The first step before installing SUSE Linux alongside Windows is to check how much free space you have in your Windows partition and possibly free up some space. To see the amount of free space you have, double-click My Computer, right-click your boot drive, and select Properties. The free space is usually indicated in purple on a pie-chart diagram, as shown in Figure 4-2.
Figure 4-2. SUSE Linux needs free disk space in which to install, so you might need to clean up your Windows partition.
You need to have at least 2GB of free space in your Windows partition for SUSE Linux to use. You'll need more space if you wish to install a lot of programs. If you don't have enough free space, you have several options.
On Windows XP, you can run the Disk Cleanup tool to free some space on your hard disk. Click the Disk Cleanup button beneath the pie-chart diagram showing the free disk space (see Figure 4-2). Disk Cleanup is also accessible by choosing Start ® All Programs ® Accessories ® System Tools ® Disk Cleanup.
You might also consider turning off System Restore. This takes up a lot of disk space, which you can therefore reclaim. However, deactivating System Restore will mean that you lose the possibility of returning your system to a previous state should anything go wrong. To access the System Restore control, right-click My Computer, click Properties, and then click the System Restore tab.
If you still can't free up enough disk space, consider uninstalling unused software via the Add/Remove Programs applet within Control Panel. If you have any 3D games installed, consider removing them first, because they usually take up large amounts of hard disk space.
In addition, you might consider deleting movie and MP3 music files. Once again, these are renowned for eating up hard disk space. The average MP3 is around 4MB, for example, and one minute of video typically takes up 1MB of disk space!
Some users might prefer a second, more radical option: getting rid of Windows completely and letting SUSE Linux take over the entire hard disk.
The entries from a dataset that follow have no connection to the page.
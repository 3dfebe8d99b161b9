//! Recency list: arena-backed doubly-linked list ordered from head
//! (most protected) to tail (next to evict).
//!
//! Nodes live in a slot vector and are addressed by [`Handle`]s carrying a
//! generation, so a handle to a freed slot never resolves to whatever
//! reuses that slot later.

/// Stable reference to a node in a [`RecencyList`]
#[derive(Clone, Copy, Debug, PartialEq, Eq, Hash)]
pub struct Handle {
    index: usize,
    generation: u64,
}

/// Node in the doubly-linked list
struct Node<T> {
    value: T,
    prev: Option<usize>,
    next: Option<usize>,
}

struct Slot<T> {
    generation: u64,
    node: Option<Node<T>>,
}

/// Doubly-linked list over an arena of generational slots
pub struct RecencyList<T> {
    slots: Vec<Slot<T>>,
    head: Option<usize>,
    tail: Option<usize>,
    free_list: Vec<usize>,
    len: usize,
}

impl<T> RecencyList<T> {
    /// Create an empty list with room for `capacity` nodes
    pub fn with_capacity(capacity: usize) -> Self {
        Self {
            slots: Vec::with_capacity(capacity),
            head: None,
            tail: None,
            free_list: Vec::new(),
            len: 0,
        }
    }

    /// Number of linked nodes
    pub fn len(&self) -> usize {
        self.len
    }

    /// Insert a value at the head
    pub fn push_front(&mut self, value: T) -> Handle {
        let index = self.alloc_slot();
        let slot = &mut self.slots[index];
        slot.node = Some(Node {
            value,
            prev: None,
            next: self.head,
        });
        let handle = Handle {
            index,
            generation: slot.generation,
        };

        if let Some(head_idx) = self.head {
            if let Some(head) = self.node_mut(head_idx) {
                head.prev = Some(index);
            }
        }

        self.head = Some(index);
        if self.tail.is_none() {
            self.tail = Some(index);
        }
        self.len += 1;
        handle
    }

    /// Resolve a handle to its value
    pub fn get(&self, handle: Handle) -> Option<&T> {
        self.resolve(handle)
            .and_then(|idx| self.slots[idx].node.as_ref())
            .map(|node| &node.value)
    }

    /// Handle and value of the tail node
    pub fn back(&self) -> Option<(Handle, &T)> {
        let idx = self.tail?;
        let slot = &self.slots[idx];
        slot.node.as_ref().map(|node| {
            (
                Handle {
                    index: idx,
                    generation: slot.generation,
                },
                &node.value,
            )
        })
    }

    /// Unlink and return the tail value
    pub fn pop_back(&mut self) -> Option<T> {
        let (handle, _) = self.back()?;
        self.remove(handle)
    }

    /// Unlink the node behind `handle`; stale handles return `None`
    pub fn remove(&mut self, handle: Handle) -> Option<T> {
        let idx = self.resolve(handle)?;
        self.unlink(idx);
        let slot = &mut self.slots[idx];
        let node = slot.node.take()?;
        slot.generation = slot.generation.wrapping_add(1);
        self.free_list.push(idx);
        self.len -= 1;
        Some(node.value)
    }

    /// Move a node to the head. Returns `false` for stale handles.
    ///
    /// A node already at the head is left where it is.
    pub fn move_to_front(&mut self, handle: Handle) -> bool {
        let Some(idx) = self.resolve(handle) else {
            return false;
        };
        if self.head == Some(idx) {
            return true;
        }

        self.unlink(idx);

        let old_head = self.head;
        if let Some(node) = self.node_mut(idx) {
            node.prev = None;
            node.next = old_head;
        }
        if let Some(head_idx) = old_head {
            if let Some(head) = self.node_mut(head_idx) {
                head.prev = Some(idx);
            }
        }

        self.head = Some(idx);
        if self.tail.is_none() {
            self.tail = Some(idx);
        }
        true
    }

    /// Drop every node and invalidate all outstanding handles
    pub fn clear(&mut self) {
        self.free_list.clear();
        for (idx, slot) in self.slots.iter_mut().enumerate() {
            if slot.node.take().is_some() {
                slot.generation = slot.generation.wrapping_add(1);
            }
            self.free_list.push(idx);
        }
        self.head = None;
        self.tail = None;
        self.len = 0;
    }

    /// Iterate values from head to tail
    #[cfg(test)]
    pub fn iter(&self) -> Iter<'_, T> {
        Iter {
            list: self,
            cursor: self.head,
            remaining: self.len,
        }
    }

    fn resolve(&self, handle: Handle) -> Option<usize> {
        let slot = self.slots.get(handle.index)?;
        (slot.generation == handle.generation && slot.node.is_some()).then_some(handle.index)
    }

    fn node_mut(&mut self, idx: usize) -> Option<&mut Node<T>> {
        self.slots[idx].node.as_mut()
    }

    fn unlink(&mut self, idx: usize) {
        let (prev, next) = match &self.slots[idx].node {
            Some(node) => (node.prev, node.next),
            None => return,
        };

        match prev {
            Some(prev_idx) => {
                if let Some(prev_node) = self.node_mut(prev_idx) {
                    prev_node.next = next;
                }
            }
            None => self.head = next,
        }

        match next {
            Some(next_idx) => {
                if let Some(next_node) = self.node_mut(next_idx) {
                    next_node.prev = prev;
                }
            }
            None => self.tail = prev,
        }
    }

    fn alloc_slot(&mut self) -> usize {
        if let Some(idx) = self.free_list.pop() {
            idx
        } else {
            self.slots.push(Slot {
                generation: 0,
                node: None,
            });
            self.slots.len() - 1
        }
    }

    /// Walk the links in both directions and panic on any inconsistency
    #[cfg(test)]
    pub fn assert_consistent(&self) {
        let forward: Vec<usize> = {
            let mut out = Vec::new();
            let mut cursor = self.head;
            while let Some(idx) = cursor {
                assert!(out.len() < self.len, "cycle detected walking forward");
                out.push(idx);
                cursor = self.slots[idx].node.as_ref().and_then(|n| n.next);
            }
            out
        };
        let mut backward: Vec<usize> = {
            let mut out = Vec::new();
            let mut cursor = self.tail;
            while let Some(idx) = cursor {
                assert!(out.len() < self.len, "cycle detected walking backward");
                out.push(idx);
                cursor = self.slots[idx].node.as_ref().and_then(|n| n.prev);
            }
            out
        };
        backward.reverse();

        assert_eq!(forward.len(), self.len);
        assert_eq!(forward, backward);
        if self.len > 1 {
            assert_ne!(self.head, self.tail);
        }
        let occupied = self.slots.iter().filter(|s| s.node.is_some()).count();
        assert_eq!(occupied, self.len);
    }
}

/// Head-to-tail iterator over a [`RecencyList`]
#[cfg(test)]
pub struct Iter<'a, T> {
    list: &'a RecencyList<T>,
    cursor: Option<usize>,
    remaining: usize,
}

#[cfg(test)]
impl<'a, T> Iterator for Iter<'a, T> {
    type Item = &'a T;

    fn next(&mut self) -> Option<Self::Item> {
        if self.remaining == 0 {
            return None;
        }
        let node = self.list.slots[self.cursor?].node.as_ref()?;
        self.cursor = node.next;
        self.remaining -= 1;
        Some(&node.value)
    }
}

#[cfg(test)]
mod tests {
    use super::*;

    fn collect(list: &RecencyList<&'static str>) -> Vec<&'static str> {
        list.iter().copied().collect()
    }

    #[test]
    fn test_push_front_order() {
        let mut list = RecencyList::with_capacity(4);

        list.push_front("a");
        list.push_front("b");
        list.push_front("c");

        assert_eq!(collect(&list), vec!["c", "b", "a"]);
        assert_eq!(list.back().map(|(_, v)| *v), Some("a"));
        list.assert_consistent();
    }

    #[test]
    fn test_pop_back() {
        let mut list = RecencyList::with_capacity(2);

        list.push_front(1);
        list.push_front(2);

        assert_eq!(list.pop_back(), Some(1));
        assert_eq!(list.pop_back(), Some(2));
        assert_eq!(list.pop_back(), None);
        assert_eq!(list.len(), 0);
        list.assert_consistent();
    }

    #[test]
    fn test_move_to_front() {
        let mut list = RecencyList::with_capacity(3);

        let a = list.push_front("a");
        list.push_front("b");
        list.push_front("c");

        assert!(list.move_to_front(a));
        assert_eq!(collect(&list), vec!["a", "c", "b"]);
        list.assert_consistent();
    }

    #[test]
    fn test_move_to_front_idempotent() {
        let mut list = RecencyList::with_capacity(3);

        let a = list.push_front("a");
        list.push_front("b");

        assert!(list.move_to_front(a));
        let once = collect(&list);
        assert!(list.move_to_front(a));

        assert_eq!(collect(&list), once);
        assert_eq!(list.len(), 2);
        list.assert_consistent();
    }

    #[test]
    fn test_remove_middle() {
        let mut list = RecencyList::with_capacity(3);

        list.push_front("a");
        let b = list.push_front("b");
        list.push_front("c");

        assert_eq!(list.remove(b), Some("b"));
        assert_eq!(collect(&list), vec!["c", "a"]);
        list.assert_consistent();
    }

    #[test]
    fn test_stale_handle_rejected() {
        let mut list = RecencyList::with_capacity(2);

        let a = list.push_front("a");
        assert_eq!(list.remove(a), Some("a"));

        // Slot is reused with a new generation
        let b = list.push_front("b");
        assert_eq!(a.index, b.index);
        assert_ne!(a, b);

        assert_eq!(list.get(a), None);
        assert_eq!(list.remove(a), None);
        assert!(!list.move_to_front(a));
        assert_eq!(list.get(b), Some(&"b"));
    }

    #[test]
    fn test_clear_invalidates_handles() {
        let mut list = RecencyList::with_capacity(2);

        let a = list.push_front("a");
        list.push_front("b");
        list.clear();

        assert_eq!(list.len(), 0);
        assert_eq!(list.get(a), None);
        assert_eq!(list.iter().count(), 0);

        list.push_front("c");
        assert_eq!(collect(&list), vec!["c"]);
        list.assert_consistent();
    }
}
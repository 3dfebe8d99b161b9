//! Cache façade: one lock around the store plus the background threads.

use std::borrow::Borrow;
use std::hash::Hash;
use std::sync::atomic::{AtomicBool, Ordering};
use std::sync::Arc;
use std::time::{Duration, Instant};

use crossbeam_channel::{Sender, TrySendError};
use parking_lot::{Mutex, RwLock};
use tracing::{debug, trace};

use crate::background::{Promoter, Sweeper, Task};
use crate::config::CacheConfig;
use crate::entry::Deadline;
use crate::error::{CacheError, Result};
use crate::stats::CacheStats;
use crate::store::{Insert, Store};

/// State shared between the façade and its background threads
struct Shared<K, V> {
    store: RwLock<Store<K, V>>,
    stats: CacheStats,
}

impl<K, V> Shared<K, V>
where
    K: Hash + Eq + Clone,
{
    fn purge_expired(&self) -> usize {
        let removed = self.store.write().sweep_expired(Instant::now());
        self.stats.record_expirations(removed);
        removed
    }

    fn promote(&self, key: &K) {
        if self.store.write().promote(key) {
            self.stats.record_promotion();
        }
    }
}

struct Workers {
    sweeper: Sweeper,
    promoter: Promoter,
}

/// Bounded, time-expiring, thread-safe object cache.
///
/// Entries are kept in a recency list from head (most protected) to tail
/// (next to evict). New entries enter at the head; when the cache is full
/// the tail is evicted. An entry read more than the configured promotion
/// threshold (20 by default) is moved back to the head by a background
/// worker.
///
/// Every entry expires [`CacheConfig::ttl`] after insertion. Expired
/// entries are hidden from [`get`](Cache::get) immediately but stay
/// resident until a sweep removes them. Sweeps walk from the tail and stop
/// at the first live entry, so an expired entry that was promoted above
/// live ones is only reclaimed once it drifts back to the tail.
///
/// Share across threads with `Arc<Cache<K, V>>`. Dropping the cache stops
/// its background threads.
pub struct Cache<K, V> {
    shared: Arc<Shared<K, V>>,
    tasks: Sender<Task<K>>,
    workers: Mutex<Option<Workers>>,
    closed: AtomicBool,
    config: CacheConfig,
}

impl<K, V> Cache<K, V>
where
    K: Hash + Eq + Clone + Send + Sync + 'static,
    V: Send + Sync + 'static,
{
    /// Create a cache with the given TTL, 100 entries and a 1 s sweep
    ///
    /// # Arguments
    /// * `ttl` - Lifetime of every entry from the moment it is added
    pub fn new(ttl: Duration) -> Result<Self> {
        Self::with_config(CacheConfig::new(ttl))
    }

    /// Create a cache from a full configuration
    ///
    /// Starts the sweeper (which runs its first pass immediately) and the
    /// promotion worker.
    ///
    /// # Errors
    /// * [`CacheError::InvalidConfig`] - `config` failed validation
    /// * [`CacheError::Spawn`] - a background thread could not be started
    pub fn with_config(config: CacheConfig) -> Result<Self> {
        config.validate()?;

        let shared = Arc::new(Shared {
            store: RwLock::new(Store::new(config.max_size)),
            stats: CacheStats::new(),
        });
        let (tasks, queue) = crossbeam_channel::bounded(config.promotion_queue_bound);

        let promoter = {
            let shared = Arc::clone(&shared);
            Promoter::spawn(queue, move |key: K| shared.promote(&key))?
        };
        let sweeper = {
            let shared = Arc::clone(&shared);
            match Sweeper::spawn(config.sweep_interval, move || shared.purge_expired()) {
                Ok(sweeper) => sweeper,
                Err(e) => {
                    let _ = tasks.send(Task::Stop);
                    promoter.join();
                    return Err(e.into());
                }
            }
        };

        debug!(
            ttl = ?config.ttl,
            max_size = config.max_size,
            sweep_interval = ?config.sweep_interval,
            "cache started"
        );

        Ok(Self {
            shared,
            tasks,
            workers: Mutex::new(Some(Workers { sweeper, promoter })),
            closed: AtomicBool::new(false),
            config,
        })
    }

    /// Insert `value` under `key` unless the key is already present.
    ///
    /// First write wins: adding an existing key leaves its value, expiry
    /// and position untouched. There is no way to refresh a key in place.
    ///
    /// If the cache is full, the entry at the tail of the recency list is
    /// evicted first, which may be unrelated to `key`.
    ///
    /// # Errors
    /// * [`CacheError::Closed`] - the cache has been shut down
    pub fn add(&self, key: K, value: impl Into<Arc<V>>) -> Result<()> {
        if self.is_closed() {
            return Err(CacheError::Closed);
        }
        let value = value.into();
        let expires_at = Deadline::after(Instant::now(), self.config.ttl);

        let outcome = self.shared.store.write().insert(key, value, expires_at);

        if let Insert::Inserted { evicted } = outcome {
            self.shared.stats.record_insert();
            if evicted {
                self.shared.stats.record_eviction();
            }
        }
        Ok(())
    }

    /// Get the value for `key`, or `None` if it is absent or expired.
    ///
    /// Takes the lock in shared mode only. Expired entries are not removed
    /// here; the sweeper reclaims them. Crossing the promotion threshold
    /// queues a promotion without waiting for it.
    pub fn get<Q>(&self, key: &Q) -> Option<Arc<V>>
    where
        K: Borrow<Q>,
        Q: Hash + Eq + ?Sized,
    {
        let store = self.shared.store.read();
        let found = store.lookup(key, Instant::now()).map(|entry| {
            let hot = entry.record_hit() > self.config.promotion_threshold;
            (Arc::clone(&entry.value), hot.then(|| entry.key.clone()))
        });
        drop(store);

        let Some((value, hot)) = found else {
            self.shared.stats.record_miss();
            return None;
        };

        self.shared.stats.record_hit();
        if let Some(key) = hot {
            self.request_promotion(key);
        }
        Some(value)
    }

    /// True if `key` is present and not expired. Does not count as an access.
    pub fn contains_key<Q>(&self, key: &Q) -> bool
    where
        K: Borrow<Q>,
        Q: Hash + Eq + ?Sized,
    {
        self.shared.store.read().lookup(key, Instant::now()).is_some()
    }

    /// Number of resident entries, including expired ones not yet swept
    pub fn len(&self) -> usize {
        self.shared.store.read().len()
    }

    /// Check if the cache holds no entries
    pub fn is_empty(&self) -> bool {
        self.len() == 0
    }

    /// Run one sweep now; returns the number of entries removed
    pub fn purge_expired(&self) -> usize {
        self.shared.purge_expired()
    }

    /// Block until every promotion queued before this call has been applied
    pub fn flush_promotions(&self) {
        if self.is_closed() {
            return;
        }
        let (ack, acked) = crossbeam_channel::bounded(1);
        if self.tasks.send(Task::Flush(ack)).is_ok() {
            let _ = acked.recv();
        }
    }

    /// Remove every entry (statistics are kept)
    pub fn clear(&self) {
        self.shared.store.write().clear();
    }

    fn request_promotion(&self, key: K) {
        match self.tasks.try_send(Task::Promote(key)) {
            Ok(()) | Err(TrySendError::Disconnected(_)) => {}
            Err(TrySendError::Full(_)) => {
                self.shared.stats.record_dropped_promotion();
                trace!("promotion queue full; request dropped");
            }
        }
    }
}

impl<K, V> Cache<K, V> {
    /// Get cache statistics
    pub fn stats(&self) -> &CacheStats {
        &self.shared.stats
    }

    /// Maximum number of entries
    pub fn capacity(&self) -> usize {
        self.config.max_size
    }

    /// TTL applied to new entries
    pub fn ttl(&self) -> Duration {
        self.config.ttl
    }

    /// Configuration the cache was built with
    pub fn config(&self) -> &CacheConfig {
        &self.config
    }

    /// True once [`shutdown`](Cache::shutdown) has run
    pub fn is_closed(&self) -> bool {
        self.closed.load(Ordering::Acquire)
    }

    /// Stop the sweeper, apply every queued promotion, and join both
    /// background threads.
    ///
    /// Afterwards `add` fails with [`CacheError::Closed`]; `get` keeps
    /// serving resident entries but no longer promotes, and expired
    /// entries are only reclaimed by [`purge_expired`](Cache::purge_expired).
    /// Calling this more than once is a no-op. Runs on drop.
    pub fn shutdown(&self) {
        if self.closed.swap(true, Ordering::AcqRel) {
            return;
        }
        let Some(workers) = self.workers.lock().take() else {
            return;
        };

        workers.sweeper.stop();
        let _ = self.tasks.send(Task::Stop);
        workers.promoter.join();
        debug!("cache shut down");
    }
}

impl<K, V> Drop for Cache<K, V> {
    fn drop(&mut self) {
        self.shutdown();
    }
}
If you feel confident that SUSE Linux will fulfill your needs, this is undoubtedly the most straightforward solution. You'll be able to do this during installation. However, this will also mean that any personal data you have will be lost, so you should first back up your data (as described shortly).
You should be aware that installing Windows back onto a hard disk that has SUSE Linux on it is troublesome. Windows has a Darwinian desire to wipe out the competition. If you attempt to install Windows on a SUSE Linux hard disk, it will simply overwrite Linux.
There's a third option that is attractive and somewhat safer in terms of avoiding the potential for data loss, but also potentially expensive: fitting a second hard disk to your PC. You can then install SUSE Linux on this disk, letting it take up the entirety of the disk. Unlike with Windows, SUSE Linux doesn't need to be installed on the primary hard disk and is happy on a slave drive.
A second hard disk is perhaps the best solution if you're low on disk space and want to retain Windows on your system. However, you'll need to know how to fit the new drive or find someone to do it for you. In addition, if your PC is less than 12 months old, there is a possibility that you'll invalidate your guarantee by opening up your PC.
If you have an old PC lying around, you might also consider installing SUSE Linux on it, at least until you're sure that you want to run it on your main PC. As noted in Chapter 1, one of the best features of SUSE Linux is that it runs relatively well on older hardware. For example, a Pentium II with 196MB should allow for very good performance.
If you want to use the Linux operating system but leave your hard disk untouched, there are a number of additional options you might consider. Perhaps the most popular is to use a "live" version of Linux. These are versions of Linux that boot and run entirely from a CD (or DVD); they don't touch the user's hard disk. The most popular is Knoppix (www.knoppix.org). The distribution we discuss throughout this book, SUSE Linux, also has a live CD version, which you can download from www.suse.com/us/private/download/suse_linux/. Using Linux in this way involves downloading an ISO image (a single large file of around 650MB), which then must be burned to CD using a Windows program like Ahead's Nero. Once the CD has been created, you simply boot from it in order to run Linux (after you ensure that your PC's BIOS is set to boot from CD).
Alternatively, you might consider using virtual PC software. This runs under Windows and re-creates an entire PC hardware system within software—effectively a PC within a PC. The hard disk is contained within one or two Windows files. Linux can then be installed on these virtual PC systems. When the program is switched to full-screen mode, it's impossible to tell you're running inside a computer system created in software. There are two commercially sold examples considered worthwhile by many: VMware (www.vmware.com) and Microsoft's Virtual PC (www.microsoft.com/windowsxp/virtualpc/). You should be aware that both are designed to be professional-level tools, so both are quite expensive.
Another option in its infancy at the time of writing is Cooperative Linux, or coLinux for short (www.colinux.org). This is a set of Windows programs that aims to let Linux run under Windows using emulation. Unfortunately, setting up and using coLinux requires some expert knowledge, so you might want to wait until you have more experience with Linux.